Design Overview¶
Adversarial Review is a multi-agent system where independent specialist agents analyze code or strategy documents, debate their findings, and produce a validated report. The core design principle is that no single agent's judgment is trusted: findings must survive structured adversarial scrutiny.
Architecture¶
The system flows from user invocation through flag parsing, cache initialization, and context loading, then into the 5-phase review pipeline. Each phase has internal subcomponents shown in the expanded boxes below. The main pipeline is linear (phases run sequentially), but within each phase there are loops and conditional paths.
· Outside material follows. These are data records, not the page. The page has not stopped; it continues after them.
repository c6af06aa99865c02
use std::sync::Mutex;

use chrono::{DateTime, Duration, Utc};

pub trait Clock: Send + Sync {
    fn now(&self) -> DateTime<Utc>;
}

#[derive(Debug, Default, Clone, Copy)]
pub struct SystemClock;

impl Clock for SystemClock {
    fn now(&self) -> DateTime<Utc> {
        Utc::now()
    }
}

/// Clock that only moves when told to. Used to exercise expiry.
#[derive(Debug)]
pub struct ManualClock {
    now: Mutex<DateTime<Utc>>,
}

impl ManualClock {
    pub fn new(start: DateTime<Utc>) -> Self {
        Self {
            now: Mutex::new(start),
        }
    }

    pub fn advance(&self, by: Duration) {
        let mut now = self.now.lock().unwrap_or_else(|poisoned| poisoned.into_inner());
        *now += by;
    }
}

impl Default for ManualClock {
    fn default() -> Self {
        Self::new(Utc::now())
    }
}

impl Clock for ManualClock {
    fn now(&self) -> DateTime<Utc> {
        *self.now.lock().unwrap_or_else(|poisoned| poisoned.into_inner())
    }
}
use axum::{
    Json,
    http::StatusCode,
    response::{IntoResponse, Response},
};
use serde::Serialize;
use thiserror::Error;

#[derive(Debug, Error)]
pub enum AppError {
    #[error("Validation error: {0}")]
    ValidationError(#[from] validator::ValidationErrors),

    #[error("Bad request: {0}")]
    BadRequest(anyhow::Error),

    #[error("Not found: {0}")]
    NotFound(anyhow::Error),

    #[error("Conflict: {0}")]
    Conflict(anyhow::Error),

    #[error("Internal server error: {0}")]
    InternalError(#[from] anyhow::Error),

    #[error("Service Unavailable")]
    ServiceUnavailable,

    #[error("Database error: {0}")]
    DatabaseError(anyhow::Error),

    #[error("Configuration error: {0}")]
    ConfigError(anyhow::Error),
}

impl From<config::ConfigError> for AppError {
    fn from(err: config::ConfigError) -> Self {
        AppError::ConfigError(anyhow::Error::new(err))
    }
}

impl From<std::io::Error> for AppError {
    fn from(err: std::io::Error) -> Self {
        AppError::InternalError(anyhow::Error::new(err))
    }
}

impl IntoResponse for AppError {
    fn into_response(self) -> Response {
        #[derive(Serialize)]
        struct ErrorResponse {
            error: String,
            #[serde(skip_serializing_if = "Option::is_none")]
            details: Option<String>,
        }

        let (status, error_message, details) = match self {
            AppError::ValidationError(err) => (
                StatusCode::UNPROCESSABLE_ENTITY,
                "Validation error".to_string(),
                Some(err.to_string()),
            ),
            AppError::BadRequest(err) => (StatusCode::BAD_REQUEST, err.to_string(), None),
            AppError::NotFound(err) => (StatusCode::NOT_FOUND, err.to_string(), None),
            AppError::Conflict(err) => (StatusCode::CONFLICT, err.to_string(), None),
            AppError::InternalError(err) => {
                tracing::error!(error = ?err, "Internal server error");
                (
                    StatusCode::INTERNAL_SERVER_ERROR,
                    "Internal server error".to_string(),
                    None,
                )
            }
            AppError::ServiceUnavailable => (
                StatusCode::SERVICE_UNAVAILABLE,
                "Service unavailable".to_string(),
                None,
            ),
            AppError::DatabaseError(err) => (
                StatusCode::INTERNAL_SERVER_ERROR,
                "Database error".to_string(),
                Some(err.to_string()),
            ),
            AppError::ConfigError(err) => (
                StatusCode::INTERNAL_SERVER_ERROR,
                "Configuration error".to_string(),
                Some(err.to_string()),
            ),
        };

        (
            status,
            Json(ErrorResponse {
                error: error_message,
                details,
            }),
        )
            .into_response()
    }
}

#[cfg(test)]
mod tests {
    use super::*;

    #[test]
    fn not_found_maps_to_404() {
        let response = AppError::NotFound(anyhow::anyhow!("missing")).into_response();
        assert_eq!(response.status(), StatusCode::NOT_FOUND);
    }

    #[test]
    fn internal_error_hides_details() {
        let response =
            AppError::InternalError(anyhow::anyhow!("secret stack")).into_response();
        assert_eq!(response.status(), StatusCode::INTERNAL_SERVER_ERROR);
    }

    #[test]
    fn bad_request_maps_to_400() {
        let response = AppError::BadRequest(anyhow::anyhow!("malformed")).into_response();
        assert_eq!(response.status(), StatusCode::BAD_REQUEST);
    }
}
use std::sync::Arc;

use rust_decimal::Decimal;
use tracing::instrument;

use super::clock::Clock;
use super::error::{NegotiationError, Result};
use super::locks::{KeyGuard, KeyedLocks};
use super::policy::order_total;
use super::repository::SessionRepository;
use crate::models::{
    new_id, LineItem, NegotiationRound, NegotiationSession, OfferType, RoundStatus, SessionStatus,
    Urgency,
};

/// Fields fixed when a session is opened.
#[derive(Debug, Clone)]
pub struct NewSession {
    pub items: Vec<LineItem>,
    pub target_price: Option<Decimal>,
    pub target_discount_percent: Option<Decimal>,
    pub max_rounds: u32,
    pub supplier_ids: Option<Vec<String>>,
}

/// Owns session and round records and enforces their invariants. Every
/// mutation goes through a [`SessionTx`], which holds the per-session lock
/// and writes the whole aggregate back with a version check.
pub struct SessionStore {
    repo: Arc<dyn SessionRepository>,
    locks: KeyedLocks,
    clock: Arc<dyn Clock>,
}

impl SessionStore {
    pub fn new(repo: Arc<dyn SessionRepository>, clock: Arc<dyn Clock>) -> Self {
        Self {
            repo,
            locks: KeyedLocks::new(),
            clock,
        }
    }

    #[instrument(skip(self, new), fields(items = new.items.len(), max_rounds = new.max_rounds))]
    pub async fn create_session(&self, new: NewSession) -> Result<NegotiationSession> {
        let session = NegotiationSession {
            session_id: new_id("neg", 8),
            items: new.items,
            target_price: new.target_price,
            target_discount_percent: new.target_discount_percent,
            max_rounds: new.max_rounds,
            current_round: 0,
            supplier_ids: new.supplier_ids,
            status: SessionStatus::Open,
            winning_supplier_id: None,
            final_price: None,
            total_value: None,
            notes: None,
            rounds: Vec::new(),
            version: 0,
            created_at: self.clock.now(),
            completed_at: None,
        };
        self.repo.insert(&session).await?;
        tracing::info!(session_id = %session.session_id, "Negotiation session created");
        Ok(session)
    }

    pub async fn get_session(&self, session_id: &str) -> Result<NegotiationSession> {
        self.repo
            .get(session_id)
            .await?
            .ok_or_else(|| NegotiationError::SessionNotFound(session_id.to_string()))
    }

    /// Locks the session and loads a working copy of it.
    pub async fn begin(&self, session_id: &str) -> Result<SessionTx<'_>> {
        let guard = self.locks.acquire(session_id).await;
        let session = self.get_session(session_id).await?;
        Ok(SessionTx {
            store: self,
            base_version: session.version,
            session,
            _guard: guard,
        })
    }

    /// Opens a pending round for the supplier in its own commit.
    #[cfg(test)]
    pub async fn create_round(
        &self,
        session_id: &str,
        supplier_id: &str,
        offer_type: OfferType,
        urgency: Urgency,
    ) -> Result<NegotiationRound> {
        let mut tx = self.begin(session_id).await?;
        let round_id = tx.open_round(supplier_id, offer_type, urgency)?;
        let session = tx.commit().await?;
        find_round(&session, &round_id)
    }

    pub async fn complete_session(
        &self,
        session_id: &str,
        supplier_id: &str,
        notes: Option<String>,
    ) -> Result<NegotiationSession> {
        let mut tx = self.begin(session_id).await?;
        tx.complete(supplier_id, notes)?;
        tx.commit().await
    }

    pub async fn cancel_session(&self, session_id: &str) -> Result<NegotiationSession> {
        let mut tx = self.begin(session_id).await?;
        tx.cancel()?;
        tx.commit().await
    }
}

fn find_round(session: &NegotiationSession, round_id: &str) -> Result<NegotiationRound> {
    session
        .rounds
        .iter()
        .find(|round| round.round_id == round_id)
        .cloned()
        .ok_or_else(|| NegotiationError::Internal(anyhow::anyhow!("Round {round_id} vanished")))
}

/// Exclusive working copy of one session. Changes become visible only on
/// [`SessionTx::commit`]; dropping the transaction discards them.
pub struct SessionTx<'a> {
    store: &'a SessionStore,
    session: NegotiationSession,
    base_version: i64,
    _guard: KeyGuard,
}

impl SessionTx<'_> {
    pub fn session(&self) -> &NegotiationSession {
        &self.session
    }

    fn ensure_open(&self) -> Result<()> {
        if self.session.status.is_terminal() {
            return Err(NegotiationError::invalid_state(format!(
                "Session {} is {}",
                self.session.session_id,
                self.session.status.as_str()
            )));
        }
        Ok(())
    }

    /// Appends a pending round with the supplier's next round number and
    /// returns its id.
    pub fn open_round(
        &mut self,
        supplier_id: &str,
        offer_type: OfferType,
        urgency: Urgency,
    ) -> Result<String> {
        self.ensure_open()?;
        if !self.session.allows_supplier(supplier_id) {
            return Err(NegotiationError::invalid_state(format!(
                "Supplier {supplier_id} is not a candidate in session {}",
                self.session.session_id
            )));
        }
        if self.session.has_pending_round(supplier_id) {
            return Err(NegotiationError::invalid_state(format!(
                "Supplier {supplier_id} already has a pending round"
            )));
        }

        let round_number = self
            .session
            .latest_round(supplier_id)
            .map_or(1, |round| round.round_number + 1);
        if round_number > self.session.max_rounds {
            return Err(NegotiationError::invalid_state(format!(
                "Round limit of {} reached for supplier {supplier_id}",
                self.session.max_rounds
            )));
        }

        let round = NegotiationRound {
            round_id: new_id("rnd", 8),
            session_id: self.session.session_id.clone(),
            supplier_id: supplier_id.to_string(),
            round_number,
            offer_type,
            urgency,
            offered_price: None,
            total_value: None,
            counter_price: None,
            justification: None,
            status: RoundStatus::Pending,
            created_at: self.store.clock.now(),
            response_received_at: None,
        };
        let round_id = round.round_id.clone();
        self.session.rounds.push(round);
        self.session.current_round = self.session.current_round.max(round_number);
        Ok(round_id)
    }

    /// Closes a pending round with the supplier's price. `None` records the
    /// supplier as having made no offer.
    pub fn record_response(
        &mut self,
        round_id: &str,
        offered_price: Option<Decimal>,
    ) -> Result<NegotiationRound> {
        let total_quantity = self.session.total_quantity();
        let now = self.store.clock.now();
        let round = self
            .session
            .round_mut(round_id)
            .ok_or_else(|| NegotiationError::invalid_state(format!("Unknown round {round_id}")))?;
        if round.status != RoundStatus::Pending {
            return Err(NegotiationError::invalid_state(format!(
                "Round {round_id} is {}, not pending",
                round.status.as_str()
            )));
        }

        let total_value = offered_price
            .map(|price| {
                order_total(price, total_quantity).ok_or_else(|| {
                    NegotiationError::invalid_state(format!("Order total at {price} is out of range"))
                })
            })
            .transpose()?;
        round.offered_price = offered_price;
        round.total_value = total_value;
        round.status = RoundStatus::Received;
        round.response_received_at = Some(now);
        Ok(round.clone())
    }

    /// Marks the supplier's latest received offer as countered by the buyer.
    /// Returns the offer that was countered.
    pub fn counter_latest(
        &mut self,
        supplier_id: &str,
        counter_price: Decimal,
        justification: String,
    ) -> Result<NegotiationRound> {
        self.ensure_open()?;
        let round = self
            .session
            .latest_round_mut(supplier_id)
            .ok_or_else(|| NegotiationError::NoValidOffer(supplier_id.to_string()))?;
        if round.live_offer().is_none() {
            return Err(NegotiationError::NoValidOffer(supplier_id.to_string()));
        }
        round.counter_price = Some(counter_price);
        round.justification = Some(justification);
        round.status = RoundStatus::Countered;
        Ok(round.clone())
    }

    /// Accepts the supplier's latest received offer and closes the session.
    pub fn complete(&mut self, supplier_id: &str, notes: Option<String>) -> Result<()> {
        self.ensure_open()?;
        let total_quantity = self.session.total_quantity();

        let winner = self
            .session
            .latest_round_mut(supplier_id)
            .ok_or_else(|| NegotiationError::NoValidOffer(supplier_id.to_string()))?;
        let price = winner
            .live_offer()
            .ok_or_else(|| NegotiationError::NoValidOffer(supplier_id.to_string()))?;
        winner.status = RoundStatus::Accepted;
        let total = match winner.total_value {
            Some(total) => total,
            None => order_total(price, total_quantity).ok_or_else(|| {
                NegotiationError::invalid_state(format!("Order total at {price} is out of range"))
            })?,
        };

        let mut losers: Vec<String> = self
            .session
            .rounds
            .iter()
            .filter(|round| round.supplier_id != supplier_id)
            .map(|round| round.supplier_id.clone())
            .collect();
        losers.sort();
        losers.dedup();
        for loser in losers {
            if let Some(round) = self.session.latest_round_mut(&loser) {
                if round.status == RoundStatus::Received {
                    round.status = RoundStatus::Rejected;
                }
            }
        }

        self.session.status = SessionStatus::Completed;
        self.session.winning_supplier_id = Some(supplier_id.to_string());
        self.session.final_price = Some(price);
        self.session.total_value = Some(total);
        self.session.notes = notes;
        self.session.completed_at = Some(self.store.clock.now());
        Ok(())
    }

    pub fn cancel(&mut self) -> Result<()> {
        self.ensure_open()?;
        self.session.status = SessionStatus::Cancelled;
        self.session.completed_at = Some(self.store.clock.now());
        Ok(())
    }

    /// Persists the working copy. Fails without side effects if the stored
    /// version moved underneath us.
    pub async fn commit(mut self) -> Result<NegotiationSession> {
        self.session.version = self.base_version + 1;
        self.store
            .repo
            .save(&self.session, self.base_version)
            .await?;
        tracing::debug!(
            session_id = %self.session.session_id,
            version = self.session.version,
            status = self.session.status.as_str(),
            "Session committed"
        );
        Ok(self.session)
    }
}
use async_trait::async_trait;
use dashmap::mapref::entry::Entry;
use dashmap::DashMap;

use super::error::StorageError;
use crate::models::{NegotiationSession, PaymentMandate};

/// Persistence port for the session aggregate (session plus its rounds).
#[async_trait]
pub trait SessionRepository: Send + Sync {
    async fn insert(&self, session: &NegotiationSession) -> Result<(), StorageError>;

    async fn get(&self, session_id: &str) -> Result<Option<NegotiationSession>, StorageError>;

    /// Replaces the stored session only if its version still equals
    /// `expected_version`. Fails with `StorageError::Conflict` otherwise.
    async fn save(
        &self,
        session: &NegotiationSession,
        expected_version: i64,
    ) -> Result<(), StorageError>;
}

#[async_trait]
pub trait MandateRepository: Send + Sync {
    async fn insert(&self, mandate: &PaymentMandate) -> Result<(), StorageError>;

    async fn get(&self, mandate_id: &str) -> Result<Option<PaymentMandate>, StorageError>;

    async fn save(
        &self,
        mandate: &PaymentMandate,
        expected_version: i64,
    ) -> Result<(), StorageError>;
}

#[derive(Default)]
pub struct InMemorySessionRepository {
    sessions: DashMap<String, NegotiationSession>,
}

impl InMemorySessionRepository {
    pub fn new() -> Self {
        Self::default()
    }
}

#[async_trait]
impl SessionRepository for InMemorySessionRepository {
    async fn insert(&self, session: &NegotiationSession) -> Result<(), StorageError> {
        match self.sessions.entry(session.session_id.clone()) {
            Entry::Occupied(_) => Err(StorageError::Duplicate {
                entity: "session",
                id: session.session_id.clone(),
            }),
            Entry::Vacant(slot) => {
                slot.insert(session.clone());
                Ok(())
            }
        }
    }

    async fn get(&self, session_id: &str) -> Result<Option<NegotiationSession>, StorageError> {
        Ok(self.sessions.get(session_id).map(|entry| entry.clone()))
    }

    async fn save(
        &self,
        session: &NegotiationSession,
        expected_version: i64,
    ) -> Result<(), StorageError> {
        let conflict = || StorageError::Conflict {
            entity: "session",
            id: session.session_id.clone(),
        };
        let mut stored = self.sessions.get_mut(&session.session_id).ok_or_else(conflict)?;
        if stored.version != expected_version {
            return Err(conflict());
        }
        *stored = session.clone();
        Ok(())
    }
}

#[derive(Default)]
pub struct InMemoryMandateRepository {
    mandates: DashMap<String, PaymentMandate>,
}

impl InMemoryMandateRepository {
    pub fn new() -> Self {
        Self::default()
    }

    pub fn len(&self) -> usize {
        self.mandates.len()
    }

    pub fn is_empty(&self) -> bool {
        self.mandates.is_empty()
    }
}

#[async_trait]
impl MandateRepository for InMemoryMandateRepository {
    async fn insert(&self, mandate: &PaymentMandate) -> Result<(), StorageError> {
        match self.mandates.entry(mandate.mandate_id.clone()) {
            Entry::Occupied(_) => Err(StorageError::Duplicate {
                entity: "mandate",
                id: mandate.mandate_id.clone(),
            }),
            Entry::Vacant(slot) => {
                slot.insert(mandate.clone());
                Ok(())
            }
        }
    }

    async fn get(&self, mandate_id: &str) -> Result<Option<PaymentMandate>, StorageError> {
        Ok(self.mandates.get(mandate_id).map(|entry| entry.clone()))
    }

    async fn save(
        &self,
        mandate: &PaymentMandate,
        expected_version: i64,
    ) -> Result<(), StorageError> {
        let conflict = || StorageError::Conflict {
            entity: "mandate",
            id: mandate.mandate_id.clone(),
        };
        let mut stored = self.mandates.get_mut(&mandate.mandate_id).ok_or_else(conflict)?;
        if stored.version != expected_version {
            return Err(conflict());
        }
        *stored = mandate.clone();
        Ok(())
    }
}
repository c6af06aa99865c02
//! Tool argument and result shapes exchanged with the orchestrator.

mod args;
mod views;

pub use args::*;
pub use views::*;
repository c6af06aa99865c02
use chrono::{DateTime, Utc};
use rust_decimal::Decimal;
use serde::{Deserialize, Serialize};

use super::round::{NegotiationRound, RoundStatus};

/// Session status. `Completed` and `Cancelled` are terminal.
#[derive(Debug, Clone, Copy, PartialEq, Eq, Serialize, Deserialize)]
#[serde(rename_all = "snake_case")]
pub enum SessionStatus {
    Open,
    Completed,
    Cancelled,
}

impl SessionStatus {
    pub fn as_str(&self) -> &'static str {
        match self {
            SessionStatus::Open => "open",
            SessionStatus::Completed => "completed",
            SessionStatus::Cancelled => "cancelled",
        }
    }

    pub fn is_terminal(&self) -> bool {
        !matches!(self, SessionStatus::Open)
    }
}

/// Line item snapshot taken when the session is created.
#[derive(Debug, Clone, PartialEq, Eq, Serialize, Deserialize)]
pub struct LineItem {
    pub sku: String,
    pub quantity: u32,
    #[serde(default, skip_serializing_if = "Option::is_none")]
    pub description: Option<String>,
}

/// Negotiation session aggregate. Rounds are stored inside the session so the
/// whole aggregate is written in one versioned replace.
#[derive(Debug, Clone, Serialize, Deserialize)]
pub struct NegotiationSession {
    #[serde(rename = "_id")]
    pub session_id: String,
    pub items: Vec<LineItem>,
    pub target_price: Option<Decimal>,
    pub target_discount_percent: Option<Decimal>,
    pub max_rounds: u32,
    pub current_round: u32,
    /// Candidate suppliers; `None` means any supplier in the directory.
    pub supplier_ids: Option<Vec<String>>,
    pub status: SessionStatus,
    pub winning_supplier_id: Option<String>,
    pub final_price: Option<Decimal>,
    pub total_value: Option<Decimal>,
    pub notes: Option<String>,
    pub rounds: Vec<NegotiationRound>,
    /// Optimistic concurrency version, bumped on every committed write.
    pub version: i64,
    pub created_at: DateTime<Utc>,
    pub completed_at: Option<DateTime<Utc>>,
}

impl NegotiationSession {
    pub fn total_quantity(&self) -> u64 {
        self.items.iter().map(|item| u64::from(item.quantity)).sum()
    }

    /// Rounds for one supplier in round-number order.
    pub fn rounds_for<'a>(
        &'a self,
        supplier_id: &'a str,
    ) -> impl Iterator<Item = &'a NegotiationRound> + 'a {
        self.rounds
            .iter()
            .filter(move |round| round.supplier_id == supplier_id)
    }

    pub fn latest_round(&self, supplier_id: &str) -> Option<&NegotiationRound> {
        self.rounds
            .iter()
            .filter(|round| round.supplier_id == supplier_id)
            .max_by_key(|round| round.round_number)
    }

    pub fn latest_round_mut(&mut self, supplier_id: &str) -> Option<&mut NegotiationRound> {
        self.rounds
            .iter_mut()
            .filter(|round| round.supplier_id == supplier_id)
            .max_by_key(|round| round.round_number)
    }

    pub fn round_mut(&mut self, round_id: &str) -> Option<&mut NegotiationRound> {
        self.rounds.iter_mut().find(|round| round.round_id == round_id)
    }

    pub fn has_pending_round(&self, supplier_id: &str) -> bool {
        self.rounds_for(supplier_id)
            .any(|round| round.status == RoundStatus::Pending)
    }

    pub fn allows_supplier(&self, supplier_id: &str) -> bool {
        self.supplier_ids
            .as_ref()
            .map_or(true, |ids| ids.iter().any(|id| id == supplier_id))
    }

    /// Rounds ordered by round number, then creation time.
    pub fn ordered_rounds(&self) -> Vec<&NegotiationRound> {
        let mut rounds: Vec<&NegotiationRound> = self.rounds.iter().collect();
        rounds.sort_by(|a, b| {
            a.round_number
                .cmp(&b.round_number)
                .then(a.created_at.cmp(&b.created_at))
                .then(a.supplier_id.cmp(&b.supplier_id))
        });
        rounds
    }
}
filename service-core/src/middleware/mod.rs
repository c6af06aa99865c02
pub mod metrics;
pub mod tracing;

pub use self::metrics::metrics_middleware;
pub use self::tracing::{REQUEST_ID_HEADER, request_id_middleware};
Phase 5 (dashed) is optional.
graph TD
USER["User invocation"] --> SKILL["SKILL.md\n(orchestration procedure)"]
SKILL --> PARSE["Parse flags\n& resolve scope"]
PARSE --> CACHE["Initialize cache\n(manage_cache.py)"]
CACHE --> REFS["Discover references\n(discover_references.py)"]
REFS --> CONTEXT["Fetch context\n(fetch-context.sh)"]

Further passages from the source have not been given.